Re:Good for them (Score:4, Informative)
Samsung is the largest of 5 companies that control 90% of the SK economy. Most of the SK govt is literally on their payroll. Look up the term "Chaebol". In the SK you don't even /talk/ about Samsung because if anything you say might be perceived as negative you're basically unable to find a job for the rest of your life.
They're about as monstrous and amoral as a company can get.. But it's tolerated because the SK economy has such rapid growth. The moment that's over shit is going to hit the fan.
Horrible! (Score:1)
Also IBM and Leukemia: Fabs vs. Watson (Score:4, Informative)
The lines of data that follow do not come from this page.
//! 代理桥接
//!
//! 把委派指令投递给外部代理进程，并把异步回来的答复与原始请求配对。
//! 每次委派生成唯一关联 id（进程内计数器 + uuid 后缀），挂进待答表，
//! 然后在回复期限内等待三种结局之一：
//!
//! - 代理给出答复（同步响应体或回调投递）：原文返回给调用方
//! - 期限到：摘掉待答项，返回「仍在处理」的临时答复；之后迟到的回复视为过期，
//!   仅记 debug 日志后丢弃，绝不事后注入会话
//! - 发送失败：立即返回本地回退文本，不等满期限
//!
//! 发送在独立任务里进行，期限到期只影响等待方，不会取消已发出的请求。

use std::collections::HashMap;
use std::sync::atomic::{AtomicU64, Ordering};
use std::sync::Arc;
use std::time::Duration;

use async_trait::async_trait;
use serde_json::json;
use tokio::sync::{oneshot, RwLock};

use crate::error::BridgeError;

/// 代理不可达时的回退答复
const UNREACHABLE_REPLY: &str = "I couldn't reach my agent right now, so that request didn't go \
     through. I can still help with emails, tasks, and projects directly.";

/// 期限内未收到回复时的临时答复
const STILL_WORKING_REPLY: &str = "I've handed that to my agent and it's still working on it. \
     Ask me again in a bit and I should have the result.";

/// 待答项的最终结局
#[derive(Debug)]
enum Outcome {
    Reply(String),
    Unreachable,
}

type PendingTable = Arc<RwLock<HashMap<String, oneshot::Sender<Outcome>>>>;

async fn settle(pending: &PendingTable, correlation_id: &str, outcome: Outcome) {
    if let Some(tx) = pending.write().await.remove(correlation_id) {
        let _ = tx.send(outcome);
    }
}

/// 外部代理传输层：发出一条指令
///
/// 返回 `Ok(Some(text))` 表示代理在同一次调用里直接给出了答复；
/// `Ok(None)` 表示代理已受理、稍后通过回调投递。
#[async_trait]
pub trait AgentTransport: Send + Sync {
    async fn send(
        &self,
        instruction: &str,
        correlation_id: &str,
    ) -> Result<Option<String>, BridgeError>;
}

/// 未配置代理端点时的占位传输：一律不可达
pub struct NullTransport;

#[async_trait]
impl AgentTransport for NullTransport {
    async fn send(&self, _: &str, _: &str) -> Result<Option<String>, BridgeError> {
        Err(BridgeError::Unreachable(
            "no agent endpoint configured".to_string(),
        ))
    }
}

/// HTTP 传输：POST JSON 到代理端点，可选 Bearer token
pub struct HttpAgentTransport {
    client: reqwest::Client,
    endpoint: String,
    token: Option<String>,
}

impl HttpAgentTransport {
    pub fn new(endpoint: impl Into<String>, token: Option<String>) -> Self {
        Self {
            client: reqwest::Client::new(),
            endpoint: endpoint.into(),
            token,
        }
    }
}

#[async_trait]
impl AgentTransport for HttpAgentTransport {
    async fn send(
        &self,
        instruction: &str,
        correlation_id: &str,
    ) -> Result<Option<String>, BridgeError> {
        let mut req = self.client.post(&self.endpoint).json(&json!({
            "message": instruction,
            "correlationId": correlation_id,
        }));
        if let Some(ref token) = self.token {
            req = req.bearer_auth(token);
        }

        let resp = req.send().await?;
        let status = resp.status();
        if !status.is_success() {
            return Err(BridgeError::BadStatus(status.as_u16()));
        }

        // 代理可能直接在响应体里给出答复（{"reply": "..."}），否则走回调
        let body = resp
            .text()
            .await
            .map_err(|e| BridgeError::InvalidReply(e.to_string()))?;
        if body.trim().is_empty() {
            return Ok(None);
        }
        match serde_json::from_str::<serde_json::Value>(&body) {
            Ok(value) => Ok(value
                .get("reply")
                .and_then(|r| r.as_str())
                .filter(|r| !r.trim().is_empty())
                .map(str::to_string)),
            Err(_) => Ok(None),
        }
    }
}

/// 代理桥接器
pub struct AgentBridge {
    transport: Arc<dyn AgentTransport>,
    pending: PendingTable,
    /// 关联 id 的进程内单调序号
    seq: AtomicU64,
    deadline: Duration,
    /// 代理异步投递回复的回调地址，写进指令文本
    callback_base: Option<String>,
}

impl AgentBridge {
    pub fn new(
        transport: Arc<dyn AgentTransport>,
        deadline: Duration,
        callback_base: Option<String>,
    ) -> Self {
        Self {
            transport,
            pending: Arc::new(RwLock::new(HashMap::new())),
            seq: AtomicU64::new(1),
            deadline,
            callback_base,
        }
    }

    /// 委派一条指令并等待结局，总是在 deadline 内返回文本
    pub async fn delegate(&self, user_id: &str, request: &str) -> String {
        let correlation_id = self.next_correlation_id();
        let instruction = self.compose_instruction(request, &correlation_id);

        let (tx, rx) = oneshot::channel();
        self.pending.write().await.insert(correlation_id.clone(), tx);

        tracing::info!(
            user_id = %user_id,
            correlation_id = %correlation_id,
            "delegating request to agent"
        );

        // 发送放在独立任务里：期限到期不取消已发出的请求
        let transport = Arc::clone(&self.transport);
        let pending = Arc::clone(&self.pending);
        let send_id = correlation_id.clone();
        tokio::spawn(async move {
            match transport.send(&instruction, &send_id).await {
                Ok(Some(reply)) => settle(&pending, &send_id, Outcome::Reply(reply)).await,
                Ok(None) => {
                    tracing::debug!(correlation_id = %send_id, "agent accepted, awaiting callback");
                }
                Err(e) => {
                    tracing::warn!(correlation_id = %send_id, "agent send failed: {}", e);
                    settle(&pending, &send_id, Outcome::Unreachable).await;
                }
            }
        });

        match tokio::time::timeout(self.deadline, rx).await {
            Ok(Ok(Outcome::Reply(text))) => {
                tracing::info!(correlation_id = %correlation_id, "agent reply delivered");
                text
            }
            Ok(Ok(Outcome::Unreachable)) | Ok(Err(_)) => UNREACHABLE_REPLY.to_string(),
            Err(_) => {
                // 期限到：摘掉待答项，之后的回复按过期处理
                self.pending.write().await.remove(&correlation_id);
                tracing::warn!(
                    correlation_id = %correlation_id,
                    deadline_secs = self.deadline.as_secs(),
                    "agent reply deadline expired"
                );
                STILL_WORKING_REPLY.to_string()
            }
        }
    }

    /// 投递一条代理回复；返回是否有等待方接收
    ///
    /// 待答表中找不到关联 id（已超期或重复投递）时丢弃并返回 false。
    pub async fn resolve(&self, correlation_id: &str, reply: impl Into<String>) -> bool {
        match self.pending.write().await.remove(correlation_id) {
            Some(tx) => tx.send(Outcome::Reply(reply.into())).is_ok(),
            None => {
                tracing::debug!(
                    correlation_id = %correlation_id,
                    "dropping stale agent reply"
                );
                false
            }
        }
    }

    /// 待答请求数（健康检查用）
    pub async fn pending_count(&self) -> usize {
        self.pending.read().await.len()
    }

    fn next_correlation_id(&self) -> String {
        let seq = self.seq.fetch_add(1, Ordering::Relaxed);
        let suffix = uuid::Uuid::new_v4().simple().to_string();
        format!("req_{}_{}", seq, &suffix[..8])
    }

    fn compose_instruction(&self, request: &str, correlation_id: &str) -> String {
        let mut instruction = format!(
            "[VOICE REQUEST] The user asked via voice: \"{}\". \
             Handle this request using your tools as needed. Correlation id: {}.",
            request, correlation_id
        );
        if let Some(ref base) = self.callback_base {
            instruction.push_str(&format!(
                " When done, POST the result as JSON {{\"correlation_id\": \"{}\", \"text\": \"...\"}} to {}/api/agent/reply.",
                correlation_id,
                base.trim_end_matches('/')
            ));
        }
        instruction
    }
}

#[cfg(test)]
mod tests {
    use super::*;
    use tokio::sync::mpsc;

    /// 把收到的关联 id 发给测试方，自己不答复（等回调）
    struct CallbackTransport {
        ids: mpsc::UnboundedSender<String>,
    }

    #[async_trait]
    impl AgentTransport for CallbackTransport {
        async fn send(&self, _: &str, id: &str) -> Result<Option<String>, BridgeError> {
            let _ = self.ids.send(id.to_string());
            Ok(None)
        }
    }

    /// 在响应体里直接答复
    struct DirectTransport;

    #[async_trait]
    impl AgentTransport for DirectTransport {
        async fn send(&self, _: &str, _: &str) -> Result<Option<String>, BridgeError> {
            Ok(Some("done: report is on your desk".to_string()))
        }
    }

    fn bridge(transport: Arc<dyn AgentTransport>, deadline_ms: u64) -> AgentBridge {
        AgentBridge::new(
            transport,
            Duration::from_millis(deadline_ms),
            Some("http://localhost:3000".to_string()),
        )
    }

    #[tokio::test]
    async fn test_direct_reply_passes_through() {
        let b = bridge(Arc::new(DirectTransport), 1_000);
        let reply = b.delegate("kris", "research flight options").await;
        assert_eq!(reply, "done: report is on your desk");
        assert_eq!(b.pending_count().await, 0);
    }

    #[tokio::test]
    async fn test_callback_reply_resolves_waiter() {
        let (tx, mut rx) = mpsc::unbounded_channel();
        let b = Arc::new(bridge(Arc::new(CallbackTransport { ids: tx }), 1_000));

        let waiter = {
            let b = Arc::clone(&b);
            tokio::spawn(async move { b.delegate("kris", "build the site").await })
        };

        let id = rx.recv().await.unwrap();
        assert!(id.starts_with("req_"));
        assert!(b.resolve(&id, "site is live").await);

        assert_eq!(waiter.await.unwrap(), "site is live");
        assert_eq!(b.pending_count().await, 0);
    }

    #[tokio::test]
    async fn test_deadline_returns_still_working() {
        let (tx, _rx) = mpsc::unbounded_channel();
        let b = bridge(Arc::new(CallbackTransport { ids: tx }), 50);

        let start = std::time::Instant::now();
        let reply = b.delegate("kris", "slow job").await;
        assert!(reply.contains("still working"));
        assert!(start.elapsed() < Duration::from_millis(500));
        // 超期后待答项已被摘除
        assert_eq!(b.pending_count().await, 0);
    }

    #[tokio::test]
    async fn test_stale_reply_is_dropped() {
        let (tx, mut rx) = mpsc::unbounded_channel();
        let b = bridge(Arc::new(CallbackTransport { ids: tx }), 50);

        b.delegate("kris", "slow job").await;
        let id = rx.recv().await.unwrap();
        assert!(!b.resolve(&id, "too late").await);
    }

    #[tokio::test]
    async fn test_unreachable_falls_back_immediately() {
        let b = bridge(Arc::new(NullTransport), 60_000);

        let start = std::time::Instant::now();
        let reply = b.delegate("kris", "anything").await;
        assert!(reply.contains("couldn't reach my agent"));
        assert!(start.elapsed() < Duration::from_secs(5));
    }

    #[tokio::test]
    async fn test_correlation_ids_are_unique() {
        let b = bridge(Arc::new(DirectTransport), 1_000);
        let a = b.next_correlation_id();
        let c = b.next_correlation_id();
        assert_ne!(a, c);
        assert!(a.starts_with("req_1_"));
        assert!(c.starts_with("req_2_"));
    }

    #[test]
    fn test_instruction_names_correlation_and_callback() {
        let b = bridge(Arc::new(DirectTransport), 1_000);
        let text = b.compose_instruction("research flights", "req_9_abcd1234");
        assert!(text.contains("[VOICE REQUEST]"));
        assert!(text.contains("research flights"));
        assert!(text.contains("req_9_abcd1234"));
        assert!(text.contains("http://localhost:3000/api/agent/reply"));
    }
}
From a law firm (biased, perhaps): http://consumerjusticegroup.co... [consumerjusticegroup.com]
"Workers at IBM and at other microchip fabs, or "fabrication plants," are exposed to benzene and other toxic carcinogens that can cause birth defects, leukemia, and other serious, debilitating medical conditions. While "bunny suits" prevent dust, hair, and skin cells from coming into contact with microchips, too often not enough is done in microchip factories to prevent the person inside the suit from breathing dangerous cancer-causing chemicals like benzene and formaldehyde while at the workplace. Since 2000, IBM has faced lawsuits from more than 250 former microchip plant employees. And since 2000, IBM has worked to suppress scientific findings showing the increase of cancer incidences in their microchip plant workers."
And also: ... "We found out that IBM had two faces in this community," said Matt LaTessa, a barber whose shop is on Monroe Street in The Plume. "One was a nice face, beautiful, big buildings and a lot of jobs. But underneath they were rotten. They were poisoning us." ..."
"Life In The Plume: IBM's Pollution Haunts a Village"
http://www.syracuse.com/specia... [syracuse.com]
"But for much of its history, Big Blue routinely polluted its birthplace. Tons of industrial solvents used to clean computer parts were dumped down drains or leached from leaky pipes into the ground for years before environmental rules required that such "spills" be reported. In 2002, scientists discovered the ground was exacting its revenge: The large underground chemical plume was releasing gases into homes and offices in a 350-acre swath south of the plant. The main chemical was a liquid cleaning agent called trichloroethylene, or TCE, that has been linked to cancer and other illnesses. IBM took responsibility and launched a multimillion-dollar cleanup. At the same time, the company announced plans to sell the plant and to ship many jobs overseas.
Versus:
"MD Anderson Taps IBM Watson to Power "Moon Shots" Mission Aimed at Ending Cancer, Starting with Leukemia"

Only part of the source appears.